Exercise =
From the line with "countdown at the" through the line with "if !sets.is_some_and(|sets| set_index", repeat the entries verbatim, both end lines included, and add nothing.

(Saved data entries)
"""

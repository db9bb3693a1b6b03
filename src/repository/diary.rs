//src/repository/diary.rs
//! `exerciseDiary/{exerciseId}/{entryId}`: free-text notes per exercise.

use super::{encode, fetch, fetch_children, node, required, Error, Result, EXERCISE_DIARY};
use crate::models::{DiaryEntry, Timestamp};
use crate::store::TreeStore;
use serde_json::{Map, Value};
use std::cmp::Reverse;
use tracing::info;

pub async fn add<S: TreeStore>(
    store: &S,
    exercise_id: &str,
    comment: &str,
    timestamp: Timestamp,
) -> Result<DiaryEntry> {
    let mut entry = DiaryEntry {
        id: String::new(),
        exercise_id: exercise_id.to_string(),
        comment: required("Diary comment", comment)?,
        timestamp,
    };
    entry.id = store
        .push(&node(EXERCISE_DIARY, &[exercise_id])?, encode(&entry)?)
        .await?;
    info!(id = %entry.id, %exercise_id, "added diary entry");
    Ok(entry)
}

/// Notes of one exercise, newest first.
pub async fn list_for_exercise<S: TreeStore>(store: &S, exercise_id: &str) -> Result<Vec<DiaryEntry>> {
    let parent = node(EXERCISE_DIARY, &[exercise_id])?;
    let mut entries: Vec<DiaryEntry> = fetch_children::<_, DiaryEntry>(store, &parent)
        .await?
        .into_iter()
        .map(|(id, entry)| DiaryEntry {
            id,
            exercise_id: exercise_id.to_string(),
            ..entry
        })
        .collect();
    entries.sort_by(|a, b| {
        (Reverse(a.timestamp), Reverse(&a.id)).cmp(&(Reverse(b.timestamp), Reverse(&b.id)))
    });
    Ok(entries)
}

pub async fn get<S: TreeStore>(store: &S, exercise_id: &str, entry_id: &str) -> Result<Option<DiaryEntry>> {
    let path = node(EXERCISE_DIARY, &[exercise_id, entry_id])?;
    Ok(fetch::<_, DiaryEntry>(store, &path).await?.map(|entry| DiaryEntry {
        id: entry_id.to_string(),
        exercise_id: exercise_id.to_string(),
        ..entry
    }))
}

pub async fn update<S: TreeStore>(store: &S, exercise_id: &str, entry_id: &str, comment: &str) -> Result<()> {
    if get(store, exercise_id, entry_id).await?.is_none() {
        return Err(Error::DiaryEntryNotFound(entry_id.to_string()));
    }
    let mut fields = Map::new();
    fields.insert(
        "comment".into(),
        Value::String(required("Diary comment", comment)?),
    );
    store
        .update(&node(EXERCISE_DIARY, &[exercise_id, entry_id])?, fields)
        .await?;
    info!(%exercise_id, %entry_id, "updated diary entry");
    Ok(())
}

pub async fn delete<S: TreeStore>(store: &S, exercise_id: &str, entry_id: &str) -> Result<()> {
    store
        .remove(&node(EXERCISE_DIARY, &[exercise_id, entry_id])?)
        .await?;
    info!(%exercise_id, %entry_id, "deleted diary entry");
    Ok(())
}

/// Drops the whole diary subtree of one exercise.
pub async fn delete_all<S: TreeStore>(store: &S, exercise_id: &str) -> Result<()> {
    store.remove(&node(EXERCISE_DIARY, &[exercise_id])?).await?;
    info!(%exercise_id, "deleted diary subtree");
    Ok(())
}
impl WorkoutSession {
    pub fn new(rest_duration: u32) -> Self {
        Self {
            active: None,
            elapsed_secs: 0,
            rest_remaining: 0,
            rest_active: false,
            rest_duration,
        }
    }

    pub fn status(&self) -> SessionStatus {
        match &self.active {
            None => SessionStatus::Idle,
            Some(a) if a.paused => SessionStatus::Paused,
            Some(_) => SessionStatus::Running,
        }
    }

    fn active_mut(&mut self) -> Result<&mut ActiveSession, SessionError> {
        self.active.as_mut().ok_or(SessionError::NoSession)
    }

    pub fn sheet(&self) -> Option<&WorkoutSheet> {
        self.active.as_ref().map(|a| &a.sheet)
    }

    pub fn start(&mut self, sheet: WorkoutSheet) -> Result<(), SessionError> {
        if let Some(active) = &self.active {
            return Err(SessionError::AlreadyActive(active.sheet.name.clone()));
        }
        info!(sheet_id = %sheet.id, sheet = %sheet.name, "workout started");
        self.active = Some(ActiveSession {
            sheet,
            start_time: now_ms(),
            completed_sets: BTreeSet::new(),
            current_exercise_index: 0,
            paused: false,
        });
        self.elapsed_secs = 0;
        Ok(())
    }

    pub fn pause(&mut self) -> Result<(), SessionError> {
        let active = self.active_mut()?;
        if active.paused {
            return Err(SessionError::NotRunning);
        }
        active.paused = true;
        info!(elapsed = self.elapsed_secs, "workout paused");
        Ok(())
    }

    pub fn resume(&mut self) -> Result<(), SessionError> {
        let active = self.active_mut()?;
        if !active.paused {
            return Err(SessionError::NotPaused);
        }
        active.paused = false;
        info!(elapsed = self.elapsed_secs, "workout resumed");
        Ok(())
    }

    pub fn toggle_pause(&mut self) -> Result<SessionStatus, SessionError> {
        match self.status() {
            SessionStatus::Idle => return Err(SessionError::NoSession),
            SessionStatus::Running => self.pause()?,
            SessionStatus::Paused => self.resume()?,
        }
        Ok(self.status())
    }

    /// Ends the session. Without confirmation nothing changes.
    pub fn stop(&mut self, confirmed: bool) -> Result<(), SessionError> {
        if self.active.is_none() {
            return Err(SessionError::NoSession);
        }
        if !confirmed {
            return Err(SessionError::ConfirmationRequired);
        }
        self.reset();
        info!("workout stopped");
        Ok(())
    }

    fn reset(&mut self) {
        self.active = None;
        self.elapsed_secs = 0;
        self.rest_remaining = 0;
        self.rest_active = false;
    }

    /// Drops the session without confirmation when it runs `sheet_id`.
    pub fn discard_if_sheet(&mut self, sheet_id: &str) -> bool {
        let runs_sheet = self.active.as_ref().is_some_and(|a| a.sheet.id == sheet_id);
        if runs_sheet {
            self.reset();
            info!(%sheet_id, "workout discarded with its sheet");
        }
        runs_sheet
    }

    /// Toggles one set. Marking it done starts the rest countdown at the
    /// configured duration; un-marking leaves the rest timer alone.
    pub fn complete_set(&mut self, exercise_id: &str, set_index: u32) -> Result<SetToggle, SessionError> {
        let active = self.active_mut()?;
        let sets = active
            .sheet
            .exercises
            .iter()
            .filter(|e| e.exercise_id == exercise_id)
            .map(|e| e.effective_sets())
            .max();
        if !sets.is_some_and(|sets| set_index < sets) {
            return Err(SessionError::UnknownSet {
                exercise_id: exercise_id.to_string(),
                set_index,
            });
        }
        let key = set_key(exercise_id, set_index);
        if active.completed_sets.remove(&key) {
            debug!(%key, "set reopened");
            return Ok(SetToggle::Reopened);
        }
        active.completed_sets.insert(key);
        debug!(%exercise_id, set_index, "set completed");
        let duration = self.rest_duration;
        self.start_rest(duration);
        Ok(SetToggle::Completed)
    }

    pub fn is_set_completed(&self, exercise_id: &str, set_index: u32) -> bool {
        self.active
            .as_ref()
            .is_some_and(|a| a.completed_sets.contains(&set_key(exercise_id, set_index)))
    }

    /// (Re)starts the rest countdown. A zero duration leaves it inactive.
    pub fn start_rest(&mut self, duration: u32) {
        self.rest_remaining = duration;
        self.rest_active = duration > 0;
        debug!(duration, "rest started");
    }

    pub fn skip_rest(&mut self) {
        self.rest_remaining = 0;
        self.rest_active = false;
    }

    pub fn set_rest_duration(&mut self, secs: u32) {
        self.rest_duration = secs;
    }

    pub fn rest_duration(&self) -> u32 {
        self.rest_duration
    }

    pub fn select_exercise(&mut self, index: usize) -> Result<(), SessionError> {
        let active = self.active_mut()?;
        if index >= active.sheet.exercises.len() {
            return Err(SessionError::UnknownExercise(index));
        }
        active.current_exercise_index = index;
        Ok(())
    }

    /// Advances the workout clock by one second while running. Returns
    /// whether the clock is still meant to tick.
    pub fn tick_elapsed(&mut self) -> bool {
        if self.status() != SessionStatus::Running {
            return false;
        }
        self.elapsed_secs += 1;
        true
    }

    /// Counts the rest timer down by one second, stopping it at zero.
    pub fn tick_rest(&mut self) -> RestTick {
        if !self.rest_active {
            return RestTick::Inactive;
        }
        self.rest_remaining = self.rest_remaining.saturating_sub(1);
        if self.rest_remaining == 0 {
            self.rest_active = false;
            info!("rest finished");
            return RestTick::Finished;
        }
        RestTick::Counting(self.rest_remaining)
    }

    pub fn elapsed_secs(&self) -> u64 {
        self.elapsed_secs
    }

    pub fn rest_remaining(&self) -> u32 {
        self.rest_remaining
    }

    pub fn is_rest_active(&self) -> bool {
        self.rest_active
    }

    /// Completed sets over total sets as a percentage; 0 for an empty sheet
    /// or no session.
    pub fn progress(&self) -> f64 {
        let Some(active) = &self.active else {
            return 0.0;
        };
        let total = active.sheet.total_sets();
        if total == 0 {
            return 0.0;
        }
        active.completed_sets.len() as f64 / f64::from(total) * 100.0
    }

    pub fn snapshot(&self) -> SessionSnapshot {
        let active = self.active.as_ref();
        SessionSnapshot {
            status: self.status(),
            sheet_id: active.map(|a| a.sheet.id.clone()),
            sheet_name: active.map(|a| a.sheet.name.clone()),
            start_time: active.map(|a| a.start_time),
            elapsed_secs: self.elapsed_secs,
            rest_remaining: self.rest_remaining,
            rest_active: self.rest_active,
            rest_duration: self.rest_duration,
            progress: self.progress(),
            completed_sets: active.map_or(0, |a| a.completed_sets.len()),
            total_sets: active.map_or(0, |a| a.sheet.total_sets()),
            current_exercise_index: active.map_or(0, |a| a.current_exercise_index),
        }
    }
}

"""

Task solution =
    /// Toggles one set. Marking it done starts the rest countdown at the
    /// configured duration; un-marking leaves the rest timer alone.
    pub fn complete_set(&mut self, exercise_id: &str, set_index: u32) -> Result<SetToggle, SessionError> {
        let active = self.active_mut()?;
        let sets = active
            .sheet
            .exercises
            .iter()
            .filter(|e| e.exercise_id == exercise_id)
            .map(|e| e.effective_sets())
            .max();
        if !sets.is_some_and(|sets| set_index < sets) {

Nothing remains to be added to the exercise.